マーケティングの基礎であるアンカリング効果は、今やさまざまな業界で活用されている。しかし、アンカリング効果にはリスクも潜んでいるため、十分な知識がないと活用は難しい。本記事では、アンカリング効果の概要やマーケティングへの活用方法を解説する。
目次
アンカリング効果とは?
アンカリング効果とは、最初に提示された印象的な情報が、その後の意思決定(行動や判断)に影響を及ぼすことである。最初に提示される情報は「アンカー」と呼ばれており、これは「船の錨を下ろす」という意味のAnchoringが語源になっている。
アンカリング効果は認知バイアスの一種であり、顧客や消費者の行動を予測できる可能性があることから、さまざまな企業のマーケティング戦略に活用されている。
<アンカリング効果の定義>
アンカリング効果とは, 推定には無関係であるはずのアンカーが, 後続の数量推定に影響を及ぼすことを意味する (Tversky & Kahneman, 1974).
引用:日本認知科学会「アンカリング効果の発生に必要な要素の検討」
アンカリング効果の研究は1970年代から行われており、すでにさまざまな学術検証で有効性が認められている。
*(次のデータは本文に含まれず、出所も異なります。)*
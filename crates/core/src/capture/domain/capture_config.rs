use serde::{Deserialize, Serialize};

use crate::shared::constants::{
    DEFAULT_CAPTURE_DEVICE, DEFAULT_CAPTURE_FORMAT, DEFAULT_FPS, DEFAULT_FRAME_HEIGHT,
    DEFAULT_FRAME_WIDTH,
};
use crate::shared::error::StartupError;

/// Device settings fixed for the lifetime of a capture session.
#[derive(Clone, Debug, PartialEq, Serialize, Deserialize)]
#[serde(default)]
pub struct CaptureConfig {
    /// Device node, URL or directory, depending on the source.
    pub device: String,
    /// Demuxer/input-device name (e.g. `video4linux2`). `None` lets the
    /// backend detect it.
    pub format: Option<String>,
    pub width: u32,
    pub height: u32,
    pub fps: u32,
}

impl Default for CaptureConfig {
    fn default() -> Self {
        Self {
            device: DEFAULT_CAPTURE_DEVICE.to_string(),
            format: Some(DEFAULT_CAPTURE_FORMAT.to_string()),
            width: DEFAULT_FRAME_WIDTH,
            height: DEFAULT_FRAME_HEIGHT,
            fps: DEFAULT_FPS,
        }
    }
}

impl CaptureConfig {
    pub fn validate(&self) -> Result<(), StartupError> {
        if self.device.is_empty() {
            return Err(StartupError::InvalidConfig("device must not be empty".into()));
        }
        if self.width == 0 || self.height == 0 {
            return Err(StartupError::InvalidConfig(format!(
                "resolution must be positive, got {}x{}",
                self.width, self.height
            )));
        }
        if self.fps == 0 {
            return Err(StartupError::InvalidConfig("fps must be positive".into()));
        }
        Ok(())
    }

    pub fn video_size(&self) -> String {
        format!("{}x{}", self.width, self.height)
    }
}

#[cfg(test)]
mod tests {
    use super::*;

    #[test]
    fn test_default_matches_reference_camera_setup() {
        let config = CaptureConfig::default();
        assert_eq!(config.device, "/dev/video0");
        assert_eq!(config.format.as_deref(), Some("video4linux2"));
        assert_eq!(config.video_size(), "680x480");
        assert!(config.validate().is_ok());
    }

    #[test]
    fn test_zero_resolution_is_rejected() {
        let config = CaptureConfig {
            width: 0,
            ..CaptureConfig::default()
        };
        assert!(matches!(
            config.validate(),
            Err(StartupError::InvalidConfig(_))
        ));
    }

    #[test]
    fn test_partial_json_uses_defaults() {
        let config: CaptureConfig = serde_json::from_str(r#"{"device": "/dev/video2"}"#).unwrap();
        assert_eq!(config.device, "/dev/video2");
        assert_eq!(config.width, 680);
        assert_eq!(config.fps, 30);
    }
}
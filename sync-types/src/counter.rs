//! The shared clicker counter.

use serde_json::Value;
use std::cmp::Ordering;
use std::fmt;

use crate::{DecodeError, Payload};

/// Name of the single field in a serialized counter.
const COUNT_FIELD: &str = "count";

/// The counter both devices keep in sync.
///
/// There is no version or timestamp: counters are ordered by `count` alone,
/// so two histories that reach the same number compare equal.
///
/// Mutations consume the counter and return the updated value. Arithmetic
/// saturates at the `i64` bounds.
#[derive(Debug, Clone, Copy, Default, PartialEq, Eq, PartialOrd, Ord, Hash)]
pub struct Counter {
    count: i64,
}

impl Counter {
    /// Create a counter holding `count`.
    pub const fn new(count: i64) -> Self {
        Self { count }
    }

    /// Create a counter at zero.
    pub const fn zero() -> Self {
        Self { count: 0 }
    }

    /// The current count.
    pub const fn count(&self) -> i64 {
        self.count
    }

    /// Return the counter with `by` added. Negative values move it down.
    #[must_use]
    pub fn increment(self, by: i64) -> Self {
        Self {
            count: self.count.saturating_add(by),
        }
    }

    /// Return the counter with `by` subtracted.
    #[must_use]
    pub fn decrement(self, by: i64) -> Self {
        Self {
            count: self.count.saturating_sub(by),
        }
    }

    /// Return a counter at zero.
    #[must_use]
    pub fn reset(self) -> Self {
        Self::zero()
    }

    /// Compare by count magnitude only.
    pub fn compare(&self, other: &Self) -> Ordering {
        self.count.cmp(&other.count)
    }

    /// Serialize to `{"count": <n>}`.
    pub fn to_payload(&self) -> Payload {
        let mut payload = Payload::new();
        payload.insert(COUNT_FIELD.to_string(), Value::from(self.count));
        payload
    }

    /// Strictly decode from a payload.
    ///
    /// Extra fields are ignored. `count` must be present and fit in an `i64`.
    pub fn try_from_payload(payload: &Payload) -> Result<Self, DecodeError> {
        let value = payload
            .get(COUNT_FIELD)
            .ok_or(DecodeError::MissingField(COUNT_FIELD))?;
        value
            .as_i64()
            .map(Self::new)
            .ok_or_else(|| DecodeError::InvalidField {
                field: COUNT_FIELD,
                reason: format!("expected integer, got {value}"),
            })
    }

    /// Leniently decode from a payload, falling back to zero.
    pub fn from_payload(payload: &Payload) -> Self {
        Self::try_from_payload(payload).unwrap_or_default()
    }
}

impl From<i64> for Counter {
    fn from(count: i64) -> Self {
        Self::new(count)
    }
}

impl fmt::Display for Counter {
    fn fmt(&self, f: &mut fmt::Formatter<'_>) -> fmt::Result {
        write!(f, "{}", self.count)
    }
}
ビジネスシーンでは価格の認知バイアスを連想するかもしれないが、数値以外の情報(歴史や技術力など)によってアンカリング効果が引き起こされる場合もある。
アンカリング効果が活用されている場面
実際のビジネスシーンにおいて、アンカリング効果はどのように活用されているのだろうか。以下では、分かりやすい例を紹介する。
食品や日用品の割引シール
スーパーマーケットなどの小売店では、売れ残りを防ぐために割引シールが用いられている。新たな値札をつけるのではなく、多くの店舗はもとの価格をあえて残すことで、消費者に割安感を植え付けている。
また、「本来の価格」と「本日限りの割引価格」の両方が記載された値札も、アンカリング効果を狙ったものと考えられる。
「先着順」や「期間限定」の表示
数値以外のアンカリング効果としては、「先着順」や「期間限定」のようなプレミア感を演出する表示が挙げられる。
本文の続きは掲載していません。